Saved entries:
★ ★ ★

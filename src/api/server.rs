//! API Server
//!
//! Runs the REST API over the profile registry until shutdown is signalled.

use crate::error::{Error, Result};
use std::net::SocketAddr;
use std::sync::Arc;
use tokio::sync::broadcast;
use tower_http::cors::CorsLayer;
use tower_http::trace::TraceLayer;
use tracing::{error, info};

use super::metrics::ApiMetrics;
use super::rest::RestRouter;
use crate::compute::ProfileRegistry;
use crate::providers::ProviderCatalog;

// =============================================================================
// Server Configuration
// =============================================================================

/// Configuration for the API server
#[derive(Debug, Clone)]
pub struct ApiServerConfig {
    /// REST API bind address
    pub rest_addr: SocketAddr,
}

impl Default for ApiServerConfig {
    fn default() -> Self {
        Self {
            rest_addr: SocketAddr::from(([0, 0, 0, 0], 8090)),
        }
    }
}

// =============================================================================
// API Server
// =============================================================================

/// REST API server
pub struct ApiServer {
    config: ApiServerConfig,
    registry: Arc<ProfileRegistry>,
    catalog: Arc<ProviderCatalog>,
    metrics: Arc<ApiMetrics>,
    shutdown_tx: broadcast::Sender<()>,
}

impl ApiServer {
    pub fn new(
        config: ApiServerConfig,
        registry: Arc<ProfileRegistry>,
        catalog: Arc<ProviderCatalog>,
        metrics: Arc<ApiMetrics>,
    ) -> Self {
        let (shutdown_tx, _) = broadcast::channel(1);

        Self {
            config,
            registry,
            catalog,
            metrics,
            shutdown_tx,
        }
    }

    /// Run the API server
    pub async fn run(&self) -> Result<()> {
        info!("Starting API server");
        info!("  REST API: {}", self.config.rest_addr);
        info!("  Profiles: {}", self.registry.names().collect::<Vec<_>>().join(", "));

        let rest_handle = self.spawn_rest_server();

        match rest_handle.await {
            Ok(result) => result,
            Err(e) => {
                error!("REST server task failed: {:?}", e);
                Err(Error::Internal(format!("REST server task failed: {}", e)))
            }
        }
    }

    /// Spawn the REST server
    fn spawn_rest_server(&self) -> tokio::task::JoinHandle<Result<()>> {
        let addr = self.config.rest_addr;
        let router = RestRouter::new(
            self.registry.clone(),
            self.catalog.clone(),
            self.metrics.clone(),
        );
        let shutdown_rx = self.shutdown_tx.subscribe();

        tokio::spawn(async move { run_rest_server(addr, router, shutdown_rx).await })
    }

    /// Trigger graceful shutdown
    pub fn shutdown(&self) {
        let _ = self.shutdown_tx.send(());
    }
}

/// Run the REST API server
async fn run_rest_server(
    addr: SocketAddr,
    router: RestRouter,
    mut shutdown_rx: broadcast::Receiver<()>,
) -> Result<()> {
    let app = router
        .build()
        .layer(TraceLayer::new_for_http())
        .layer(CorsLayer::permissive());

    let listener = tokio::net::TcpListener::bind(addr)
        .await
        .map_err(|e| Error::Internal(format!("Failed to bind REST server: {}", e)))?;

    info!("REST API listening on {}", addr);

    axum::serve(listener, app)
        .with_graceful_shutdown(async move {
            let _ = shutdown_rx.recv().await;
            info!("REST server shutting down");
        })
        .await
        .map_err(|e| Error::Internal(format!("REST server error: {}", e)))?;

    Ok(())
}

#[cfg(test)]
mod tests {
    use super::*;
    use std::time::Duration;

    #[test]
    fn test_default_config() {
        let config = ApiServerConfig::default();
        assert_eq!(config.rest_addr.port(), 8090);
    }

    #[tokio::test]
    async fn test_graceful_shutdown() {
        let server = Arc::new(ApiServer::new(
            ApiServerConfig {
                rest_addr: SocketAddr::from(([127, 0, 0, 1], 0)),
            },
            Arc::new(ProfileRegistry::new()),
            Arc::new(ProviderCatalog::builtin()),
            Arc::new(ApiMetrics::new().unwrap()),
        ));

        let running = server.clone();
        let handle = tokio::spawn(async move { running.run().await });

        // Retry until the listener task has subscribed
        let result = tokio::time::timeout(Duration::from_secs(5), async {
            loop {
                server.shutdown();
                if handle.is_finished() {
                    break;
                }
                tokio::time::sleep(Duration::from_millis(20)).await;
            }
            handle.await
        })
        .await
        .unwrap();

        assert!(result.unwrap().is_ok());
    }
}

★ ★ ★

AIM OF THE EXERCISE: Your response should be the lines above from the first to the one containing "impl Default for", inclusive, each given exactly.

FINAL ANSWER:
filename src/api/server.rs
//! API Server
//!
//! Runs the REST API over the profile registry until shutdown is signalled.

use crate::error::{Error, Result};
use std::net::SocketAddr;
use std::sync::Arc;
use tokio::sync::broadcast;
use tower_http::cors::CorsLayer;
use tower_http::trace::TraceLayer;
use tracing::{error, info};

use super::metrics::ApiMetrics;
use super::rest::RestRouter;
use crate::compute::ProfileRegistry;
use crate::providers::ProviderCatalog;

// =============================================================================
// Server Configuration
// =============================================================================

/// Configuration for the API server
#[derive(Debug, Clone)]
pub struct ApiServerConfig {
    /// REST API bind address
    pub rest_addr: SocketAddr,
}

impl Default for ApiServerConfig {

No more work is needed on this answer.